• **DIRECTIONS**:
Each line below containing the word "FrothyRegion" needs to be shown.

[Saved entries]
::::::::
//! Ancestor query engine over persisted block progress.
//!
//! The frothy region is the unconfirmed suffix of the chain: every block
//! within `max_reorg_depth` parent-hops of a given block. Reads of derived
//! state resolve against the branch of the requesting block inside the region
//! and fall back to the latest non-pruned value below it.
//!
//! Walks are bounded and best-effort: near the first indexed block fewer
//! ancestors are recorded and the walk stops at the oldest one found.

use serde::{Deserialize, Serialize};
use tracing::debug;

use crate::error::WatcherError;
use crate::store::Store;
use crate::types::EntityVersion;

/// Blocks reachable from one block within the reorg depth.
#[derive(Debug, Clone, Default, PartialEq, Eq, Serialize, Deserialize)]
pub struct FrothyRegion {
    /// The starting block and its ancestors, nearest first.
    pub block_hashes: Vec<String>,
    /// One below the oldest visited block number.
    pub boundary_block_number: u64,
}

impl FrothyRegion {
    pub fn contains(&self, block_hash: &str) -> bool {
        self.block_hashes.iter().any(|h| h == block_hash)
    }
}

/// Iterative parent walk backing [`Store::ancestor_at_depth`].
pub async fn walk_ancestor_at_depth<S: Store + ?Sized>(
    store: &S,
    block_hash: &str,
    depth: u64,
) -> Result<Option<String>, WatcherError> {
    let Some(mut current) = store.block_progress(block_hash).await? else {
        return Ok(None);
    };
    for _ in 0..depth {
        match store.block_progress(&current.parent_hash).await? {
            Some(parent) => current = parent,
            None => break,
        }
    }
    Ok(Some(current.block_hash))
}

/// Iterative parent walk backing [`Store::frothy_region`].
pub async fn walk_frothy_region<S: Store + ?Sized>(
    store: &S,
    block_hash: &str,
    max_depth: u64,
) -> Result<FrothyRegion, WatcherError> {
    let mut current = store
        .block_progress(block_hash)
        .await?
        .ok_or_else(|| WatcherError::Storage(format!("block {block_hash} not found")))?;
    let mut block_hashes = vec![current.block_hash.clone()];
    for _ in 0..max_depth {
        match store.block_progress(&current.parent_hash).await? {
            Some(parent) => {
                block_hashes.push(parent.block_hash.clone());
                current = parent;
            }
            None => break,
        }
    }
    Ok(FrothyRegion {
        block_hashes,
        boundary_block_number: current.block_number.saturating_sub(1),
    })
}

/// The version of an entity as seen from `block_hash`.
///
/// Checks `block_hash` and its ancestors within `max_depth` hops, nearest
/// first. Without a hit, falls back to the newest version written in a
/// non-pruned block at or below the region boundary.
pub async fn prev_entity_version<S: Store + ?Sized>(
    store: &S,
    entity_type: &str,
    entity_id: &str,
    block_hash: &str,
    max_depth: u64,
) -> Result<Option<EntityVersion>, WatcherError> {
    let region = store.frothy_region(block_hash, max_depth).await?;
    for hash in &region.block_hashes {
        if let Some(version) = store.entity_version_at(entity_type, entity_id, hash).await? {
            return Ok(Some(version));
        }
    }
    debug!(
        entity_type,
        entity_id,
        block_hash,
        boundary = region.boundary_block_number,
        "no version in frothy region, reading below boundary"
    );
    store
        .latest_entity_version(entity_type, entity_id, region.boundary_block_number)
        .await
}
::::::::
• **SOLUTION FOR THIS PROBLEM**:
pub struct FrothyRegion {
impl FrothyRegion {
) -> Result<FrothyRegion, WatcherError> {
    Ok(FrothyRegion {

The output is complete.